> [WHAT IS NEEDED] Write the data below out in full, exactly as it stands.

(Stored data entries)
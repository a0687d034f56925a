// SPDX-License-Identifier: GPL-3.0-or-later
use std::collections::HashMap;
use std::fmt;

use tokio::sync::mpsc;
use tokio::task::JoinHandle;
use tokio::time::{sleep_until, Duration, Instant};
use tracing::trace;

/// An opaque token for a single scheduled timer.
///
/// Handles are only unique within the scheduler that issued them.
#[derive(Clone, Copy, Debug, Eq, Hash, PartialEq)]
pub(crate) struct TimerHandle(u64);

impl fmt::Display for TimerHandle {
    fn fmt(&self, f: &mut fmt::Formatter<'_>) -> fmt::Result {
        write!(f, "timer#{}", self.0)
    }
}

/// Something that can run a callback after a delay, and cancel it before then.
///
/// The callback itself is implied by the scheduler: whoever owns the scheduler decides where a
/// fired timer is delivered. A scheduler must deliver each handle at most once, and must not
/// deliver a handle that was cancelled before it fired.
pub(crate) trait Scheduler {
    fn schedule_after(&mut self, delay: Duration) -> TimerHandle;

    fn cancel(&mut self, handle: TimerHandle);
}

/// The event sent back to the service loop when a [TokioScheduler] timer elapses.
#[derive(Clone, Copy, Debug, Eq, PartialEq)]
pub(crate) struct TimerFired {
    /// The index of the sensor that owns the timer.
    pub(crate) sensor: usize,

    pub(crate) handle: TimerHandle,
}

/// A [Scheduler] backed by spawned tokio tasks.
///
/// Each timer is a task sleeping for the requested delay, after which it sends a [TimerFired]
/// over the channel. The timer tasks never touch sensor state themselves, so the expiry is always
/// handled on the task that drains the channel.
#[derive(Debug)]
pub(crate) struct TokioScheduler {
    sensor: usize,
    sender: mpsc::UnboundedSender<TimerFired>,
    next_id: u64,
    timers: HashMap<TimerHandle, JoinHandle<()>>,
}

impl TokioScheduler {
    pub(crate) fn new(sensor: usize, sender: mpsc::UnboundedSender<TimerFired>) -> Self {
        Self {
            sensor,
            sender,
            next_id: 0,
            timers: HashMap::new(),
        }
    }

    /// The number of timers that have not fired or been cancelled yet.
    #[cfg(test)]
    pub(crate) fn outstanding(&self) -> usize {
        self.timers
            .values()
            .filter(|task| !task.is_finished())
            .count()
    }
}

impl Scheduler for TokioScheduler {
    fn schedule_after(&mut self, delay: Duration) -> TimerHandle {
        // Forget about timers that have already run
        self.timers.retain(|_, task| !task.is_finished());
        let handle = TimerHandle(self.next_id);
        self.next_id += 1;
        let event = TimerFired {
            sensor: self.sensor,
            handle,
        };
        let sender = self.sender.clone();
        // The deadline is fixed now, not when the task first runs.
        let deadline = Instant::now() + delay;
        let task = tokio::spawn(async move {
            sleep_until(deadline).await;
            // The receiver is only gone when the service is shutting down.
            if sender.send(event).is_err() {
                trace!(%handle, "timer fired after the service loop closed");
            }
        });
        trace!(sensor = self.sensor, %handle, ?delay, "scheduled timer");
        self.timers.insert(handle, task);
        handle
    }

    fn cancel(&mut self, handle: TimerHandle) {
        if let Some(task) = self.timers.remove(&handle) {
            task.abort();
            trace!(sensor = self.sensor, %handle, "cancelled timer");
        }
    }
}

impl Drop for TokioScheduler {
    fn drop(&mut self) {
        for (_, task) in self.timers.drain() {
            task.abort();
        }
    }
}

> [ANSWER BOX]
repository a0687d034f56925a
// SPDX-License-Identifier: GPL-3.0-or-later
use std::collections::HashMap;
use std::fmt;

use tokio::sync::mpsc;
use tokio::task::JoinHandle;
use tokio::time::{sleep_until, Duration, Instant};
use tracing::trace;

/// An opaque token for a single scheduled timer.
///
/// Handles are only unique within the scheduler that issued them.
#[derive(Clone, Copy, Debug, Eq, Hash, PartialEq)]
pub(crate) struct TimerHandle(u64);

impl fmt::Display for TimerHandle {
    fn fmt(&self, f: &mut fmt::Formatter<'_>) -> fmt::Result {
        write!(f, "timer#{}", self.0)
    }
}

/// Something that can run a callback after a delay, and cancel it before then.
///
/// The callback itself is implied by the scheduler: whoever owns the scheduler decides where a
/// fired timer is delivered. A scheduler must deliver each handle at most once, and must not
/// deliver a handle that was cancelled before it fired.
pub(crate) trait Scheduler {
    fn schedule_after(&mut self, delay: Duration) -> TimerHandle;

    fn cancel(&mut self, handle: TimerHandle);
}

/// The event sent back to the service loop when a [TokioScheduler] timer elapses.
#[derive(Clone, Copy, Debug, Eq, PartialEq)]
pub(crate) struct TimerFired {
    /// The index of the sensor that owns the timer.
    pub(crate) sensor: usize,

    pub(crate) handle: TimerHandle,
}

/// A [Scheduler] backed by spawned tokio tasks.
///
/// Each timer is a task sleeping for the requested delay, after which it sends a [TimerFired]
/// over the channel. The timer tasks never touch sensor state themselves, so the expiry is always
/// handled on the task that drains the channel.
#[derive(Debug)]
pub(crate) struct TokioScheduler {
    sensor: usize,
    sender: mpsc::UnboundedSender<TimerFired>,
    next_id: u64,
    timers: HashMap<TimerHandle, JoinHandle<()>>,
}

impl TokioScheduler {
    pub(crate) fn new(sensor: usize, sender: mpsc::UnboundedSender<TimerFired>) -> Self {
        Self {
            sensor,
            sender,
            next_id: 0,
            timers: HashMap::new(),
        }
    }

    /// The number of timers that have not fired or been cancelled yet.
    #[cfg(test)]
    pub(crate) fn outstanding(&self) -> usize {
        self.timers
            .values()
            .filter(|task| !task.is_finished())
            .count()
    }
}

impl Scheduler for TokioScheduler {
    fn schedule_after(&mut self, delay: Duration) -> TimerHandle {
        // Forget about timers that have already run
        self.timers.retain(|_, task| !task.is_finished());
        let handle = TimerHandle(self.next_id);
        self.next_id += 1;
        let event = TimerFired {
            sensor: self.sensor,
            handle,
        };
        let sender = self.sender.clone();
        // The deadline is fixed now, not when the task first runs.
        let deadline = Instant::now() + delay;
        let task = tokio::spawn(async move {
            sleep_until(deadline).await;
            // The receiver is only gone when the service is shutting down.
            if sender.send(event).is_err() {
                trace!(%handle, "timer fired after the service loop closed");
            }
        });
        trace!(sensor = self.sensor, %handle, ?delay, "scheduled timer");
        self.timers.insert(handle, task);
        handle
    }

    fn cancel(&mut self, handle: TimerHandle) {
        if let Some(task) = self.timers.remove(&handle) {
            task.abort();
            trace!(sensor = self.sensor, %handle, "cancelled timer");
        }
    }
}

impl Drop for TokioScheduler {
    fn drop(&mut self) {
        for (_, task) in self.timers.drain() {
            task.abort();
        }
    }
}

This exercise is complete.